The second pass, rerank, is where Claude earns its place. It packs the candidate hits into a single prompt, wrapping each document in a <doc id="..."> tag and slicing the body to the first 800 characters so the prompt stays small. The system message instructs the model to return JSON of the form { ranking: [{ id, score }] } with a relevance score from 0 to 1, and it carries a cache_control: { type: "ephemeral" } marker so that fixed instruction block can be cached across calls. After the response comes back, the code concatenates the text blocks, parses the JSON, and — importantly — validates it against the Ranking Zod schema before trusting it. It then sorts by score descending and keeps the top 5.

The Compose step closes the loop: it maps the reranked IDs back to the original candidates (which still hold the full, untruncated body and the URL), and formats them into a single context string of linked titles and bodies, ready to drop into the answering call as cached system content.

When to use it

Use this when neither keyword nor vector search alone is good enough — which, on real documentation corpora, is most of the time. As the notes above explain, BM25 nails exact tokens like error codes and function names that embeddings tend to smear together, while dense retrieval catches paraphrase, and a model-based reranker fixes the ordering because it actually reads the query rather than measuring lexical overlap.
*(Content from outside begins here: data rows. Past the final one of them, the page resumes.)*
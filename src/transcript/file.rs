use crate::error::{AsktubeError, Result};
use crate::transcript::{Transcript, TranscriptFragment, TranscriptSource};
use async_trait::async_trait;
use std::path::PathBuf;
use tracing::debug;

/// Reads transcripts saved as `<dir>/<video_id>.txt`, one fragment per line.
pub struct FileTranscriptSource {
    dir: PathBuf,
}

impl FileTranscriptSource {
    pub fn new(dir: impl Into<PathBuf>) -> Self {
        Self { dir: dir.into() }
    }

    fn path_for(&self, video_id: &str) -> PathBuf {
        self.dir.join(format!("{}.txt", video_id))
    }
}

#[async_trait]
impl TranscriptSource for FileTranscriptSource {
    async fn fetch_transcript(&self, video_id: &str, _languages: &[String]) -> Result<Transcript> {
        let path = self.path_for(video_id);
        debug!("Reading transcript from {}", path.display());

        let contents = match tokio::fs::read_to_string(&path).await {
            Ok(contents) => contents,
            Err(e) if e.kind() == std::io::ErrorKind::NotFound => {
                return Err(AsktubeError::TranscriptUnavailable(format!(
                    "No transcript file at {}",
                    path.display()
                )));
            }
            Err(e) => return Err(e.into()),
        };

        let fragments = contents
            .lines()
            .map(str::trim)
            .filter(|line| !line.is_empty())
            .map(TranscriptFragment::new)
            .collect();

        Ok(Transcript::from_fragments(fragments))
    }

    fn name(&self) -> &'static str {
        "local transcript file"
    }
}
pub mod aggregate;
pub mod chunker;
pub mod config;
pub mod error;
pub mod interactive;
pub mod pipeline;
pub mod render;
pub mod report;
pub mod summarize;
pub mod transcript;
pub mod video;

pub use aggregate::{aggregate, Aggregate, BulletItem};
pub use chunker::{chunk_text, split_into_units};
pub use config::Config;
pub use error::{AsktubeError, Result};
pub use pipeline::{
    print_summary, run_pipeline, summarize_transcript, PipelineOptions, PipelineResult,
    PipelineStats, SummaryOutcome,
};
pub use video::extract_video_id;
// Markdown report with transcript and summary sections
use super::{ReportFormatter, SummaryReport};

pub struct MarkdownFormatter {
    pub include_transcript: bool,
}

impl Default for MarkdownFormatter {
    fn default() -> Self {
        Self {
            include_transcript: true,
        }
    }
}

impl ReportFormatter for MarkdownFormatter {
    fn format(&self, report: &SummaryReport) -> String {
        let mut output = format!("# Video Summary: {}\n\n", report.video_id);

        if self.include_transcript {
            output.push_str("## Full Transcript\n\n");
            output.push_str(&report.transcript);
            output.push_str("\n\n");
        }
        output.push_str("## Final Summary\n\n");
        output.push_str(&report.final_summary);
        output.push_str("\n\n### Summary in Bullet Points\n\n");

        for bullet in &report.bullets {
            output.push_str(&format!("- **Part {}:** {}\n", bullet.ordinal, bullet.text));
        }

        output
    }

    fn extension(&self) -> &'static str {
        "md"
    }
}

#[cfg(test)]
mod tests {
    use super::*;
    use crate::report::sample_report;

    #[test]
    fn test_markdown_format() {
        let output = MarkdownFormatter::default().format(&sample_report());

        assert!(output.starts_with("# Video Summary: dQw4w9WgXcQ\n\n"));
        assert!(output.contains("## Full Transcript\n\nWe're no strangers to love."));
        assert!(output.contains("## Final Summary\n\nA song about commitment. It promises loyalty."));
        assert!(output.contains("- **Part 1:** A song about commitment.\n- **Part 2:** It promises loyalty.\n"));
    }
}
A few practical points. The truncation is deliberate and asymmetric: the reranker only sees the first 800 characters of each doc, but the full body flows to the answering call, so you pay for short context where you only need a ranking signal and reserve the long context for the final answer. Keep the Algolia and Anthropic credentials in environment variables on the server (as the code does) and never ship them to the client. And because the model returns free-form text, the Zod parse around JSON.parse is not optional — it is your guard against a malformed ranking silently corrupting the context. If a parse fails, falling back to the raw Algolia order is a reasonable degradation.